Mahkemece, davanın kısmen kabulü ile 2010/179 Esas sayılı dava dosyası yönünden primleri uzun zaman kullanılan 20.04.1982-13.05.1994 tarihleri arasındaki sürede davacının 1479 sayılı Yasa’ya tabi sigortalılığının geçerli olduğunun tespitine, 01/08/2008 tarihinden itibaren yaşlılık aylığı bağlanması talebinin reddine, birleşen 2011/96 Esas sayılı dava dosyası yönünden ise yaşlılık aylığı şartları oluştuğundan 01/02/2011 tarihinden geçerli olmak üzere 1479 Sayılı Yasa kapsamında yaşlılık aylığı bağlanması gerektiğinin tespitine, 1.100,00 TL avukatlık ücretinin davalı Kurumdan alınarak davacıya ödenmesine, davalı Kurumun dava tarihinden sonraki işlemi nedeniyle davanın kısmen reddine karar verilmesi karşısında davacı aleyhine avukatlık ücretine hükmedilmesine yer olmadığına karar verilmiştir.
1136 sayılı Avukatlık Kanunu’nunun 164/1.maddesine göre avukatlık ücreti, avukatın hukuki yardımının karşılığı olan meblağı veya değeri ifade etmektedir. Kanun’un 169.maddesine göre yargı mercilerince karşı tarafa yükletilecek avukatlık ücreti, avukatlık ücret tarifesinde yazılı miktardan az ve üç katından fazla olamaz.
Somut olayda, davacının 29.12.2006-19.6.2008 tarihleri arasındaki 1479 sayılı Yasa’ya tabi sigortalılığının Kurumun 26.11.2010 günlü kararı ile iptal edilmesi nedeniyle birleşen 2011/96 Esas sayılı dava dosyasında davacının 01.02.2011 tarihinden itibaren yaşlılık aylığına hak kazandığının tespiti istenmiş, Mahkemece bu tarih itibariyle yaşlılık aylığı bağlanmasına karar verilmiş, 01.08.2008 tarihi itibariyle yaşlılık aylık talebi reddolunmuştur. Eldeki davada Kurumun 26.11.2010 günlü işleminin iptali istenmediği gibi bu işlemin hukuka aykırı olduğuna dair kesinleşen mahkeme kararı da bulunmamaktadır.
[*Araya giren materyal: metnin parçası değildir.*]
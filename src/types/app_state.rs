use crate::clients::mongodb::MongoClient;
use crate::types::api_key::ApiKey;
use std::sync::Arc;

#[derive(Clone)]
pub struct AppState {
    pub mongo: Arc<MongoClient>,
    pub api_key: Arc<ApiKey>,
}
Bu durumda, Kurumun iptal kararının hukuka aykırı olduğu söylenemeyeceğine göre davanın kısmen reddi nedeniyle Kurum yararına avukatlık ücretine hükmedilmesi gerekirken yazılı şekilde karar verilmesi usul ve yasaya aykırı olup bozma nedenidir.
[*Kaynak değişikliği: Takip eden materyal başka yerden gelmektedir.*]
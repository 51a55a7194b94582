//! Conversion between BSON values and plain JSON at the HTTP boundary.
//!
//! Outgoing documents are encoded recursively: BSON types with no JSON
//! equivalent are mapped to fixed string forms (ObjectId to its 24-char hex,
//! DateTime to RFC 3339, binary to base64). The mapping is lossy but stable.
//!
//! Incoming filters, pipelines and documents are parsed with MongoDB
//! extended-JSON awareness, so clients can send `{"$oid": "..."}` or
//! `{"$date": "..."}` and match driver-generated values.

use base64::Engine;
use bson::{Bson, Document};
use serde_json::{json, Map, Value};

use crate::types::error::AppError;

/// Parse a JSON value (extended JSON allowed) into a BSON document.
pub fn json_to_document(value: Value) -> Result<Document, AppError> {
    match Bson::try_from(value) {
        Ok(Bson::Document(doc)) => Ok(doc),
        Ok(_) => Err(AppError::BadRequest("expected a JSON object".to_string())),
        Err(e) => Err(AppError::BadRequest(format!("Invalid extended JSON: {}", e))),
    }
}

/// Parse a JSON array of objects (extended JSON allowed) into BSON documents.
pub fn json_to_documents(values: Vec<Value>) -> Result<Vec<Document>, AppError> {
    values.into_iter().map(json_to_document).collect()
}

/// Encode a BSON document as JSON-safe output.
pub fn document_to_json(doc: Document) -> Value {
    bson_to_json(Bson::Document(doc))
}

/// Recursively encode a BSON value as JSON-safe output.
pub fn bson_to_json(value: Bson) -> Value {
    match value {
        Bson::Double(f) => serde_json::Number::from_f64(f)
            .map(Value::Number)
            .unwrap_or(Value::Null),
        Bson::String(s) => Value::String(s),
        Bson::Array(items) => Value::Array(items.into_iter().map(bson_to_json).collect()),
        Bson::Document(doc) => {
            let mut map = Map::with_capacity(doc.len());
            for (key, val) in doc {
                map.insert(key, bson_to_json(val));
            }
            Value::Object(map)
        }
        Bson::Boolean(b) => Value::Bool(b),
        Bson::Null | Bson::Undefined => Value::Null,
        Bson::Int32(i) => Value::Number(i.into()),
        Bson::Int64(i) => Value::Number(i.into()),
        Bson::ObjectId(oid) => Value::String(oid.to_hex()),
        Bson::DateTime(dt) => Value::String(
            dt.try_to_rfc3339_string()
                .unwrap_or_else(|_| dt.timestamp_millis().to_string()),
        ),
        Bson::Timestamp(ts) => Value::String(format!("{}:{}", ts.time, ts.increment)),
        Bson::Decimal128(d) => Value::String(d.to_string()),
        Bson::Binary(bin) => {
            Value::String(base64::engine::general_purpose::STANDARD.encode(bin.bytes))
        }
        Bson::RegularExpression(re) => Value::String(format!("/{}/{}", re.pattern, re.options)),
        Bson::JavaScriptCode(code) => Value::String(code),
        Bson::JavaScriptCodeWithScope(cws) => Value::String(cws.code),
        Bson::Symbol(s) => Value::String(s),
        Bson::MinKey => json!({"$minKey": 1}),
        Bson::MaxKey => json!({"$maxKey": 1}),
        Bson::DbPointer(ptr) => Value::String(format!("{:?}", ptr)),
    }
}

#[cfg(test)]
mod tests {
    use super::*;
    use bson::{doc, oid::ObjectId};
    use serde_json::json;

    #[test]
    fn test_object_id_encodes_as_hex_string() {
        let oid = ObjectId::new();
        let encoded = bson_to_json(Bson::ObjectId(oid));
        assert_eq!(encoded, Value::String(oid.to_hex()));
    }

    #[test]
    fn test_datetime_encodes_as_rfc3339() {
        let dt = bson::DateTime::from_millis(1_700_000_000_000);
        let encoded = bson_to_json(Bson::DateTime(dt));
        let s = encoded.as_str().unwrap();
        assert!(s.starts_with("2023-11-14T"), "unexpected encoding: {}", s);
    }

    #[test]
    fn test_int64_stays_numeric() {
        let encoded = bson_to_json(Bson::Int64(9_007_199_254_740_993));
        assert_eq!(encoded, json!(9_007_199_254_740_993_i64));
    }

    #[test]
    fn test_nested_values_encode_recursively() {
        let oid = ObjectId::new();
        let doc = doc! {
            "_id": oid,
            "tags": ["a", "b"],
            "meta": { "created": bson::DateTime::from_millis(0), "n": 3_i32 },
        };
        let encoded = document_to_json(doc);
        assert_eq!(encoded["_id"], Value::String(oid.to_hex()));
        assert_eq!(encoded["tags"], json!(["a", "b"]));
        assert_eq!(encoded["meta"]["n"], json!(3));
        assert!(encoded["meta"]["created"].is_string());
    }

    #[test]
    fn test_binary_encodes_as_base64() {
        let bin = bson::Binary {
            subtype: bson::spec::BinarySubtype::Generic,
            bytes: vec![1, 2, 3],
        };
        assert_eq!(bson_to_json(Bson::Binary(bin)), Value::String("AQID".into()));
    }

    #[test]
    fn test_non_finite_double_encodes_as_null() {
        assert_eq!(bson_to_json(Bson::Double(f64::NAN)), Value::Null);
    }

    #[test]
    fn test_inbound_extended_json_oid() {
        let oid = ObjectId::new();
        let doc = json_to_document(json!({ "_id": { "$oid": oid.to_hex() } })).unwrap();
        assert_eq!(doc.get_object_id("_id").unwrap(), oid);
    }

    #[test]
    fn test_inbound_plain_json_passes_through() {
        let doc = json_to_document(json!({ "status": "active", "n": 2 })).unwrap();
        assert_eq!(doc.get_str("status").unwrap(), "active");
    }

    #[test]
    fn test_inbound_non_object_is_rejected() {
        let err = json_to_document(json!([1, 2, 3])).unwrap_err();
        assert!(matches!(err, AppError::BadRequest(_)));
    }
}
Ne var ki, bu yanlışlığın giderilmesi yeniden yargılama yapılmasını gerektirmediğinden H.U.M.K.’nun 438/7. maddesi uyarınca hüküm bozulmamalı avukatlık ücreti yönünden düzeltilerek onanmalıdır.
SONUÇ: Yukarıda açıklanan nedenlerle hüküm fıkrasına (3.) bendinin hükümden çıkartılarak yerine “Karar tarihinde yürürlükte bulunan Avukatlık Asgari Ücret Tarifesi gereğince davanın kısmen kabulüne karar verilmesi nedeniyle 1.100,00 TL avukatlık ücretinin davalı Kurumdan alınarak davacıya ödenmesine, davanın kısmen reddine karar verilmesi nedeniyle 1.100,00 TL avukatlık ücretinin davacıdan alınarak davalı Kuruma ödenmesine” rakam ve sözcüklerinin eklenmesine ve hükmün bu düzeltilmiş şekli ile ONANMASINA, 12.7.2011 gününde oybirliğiyle ile karar verildi.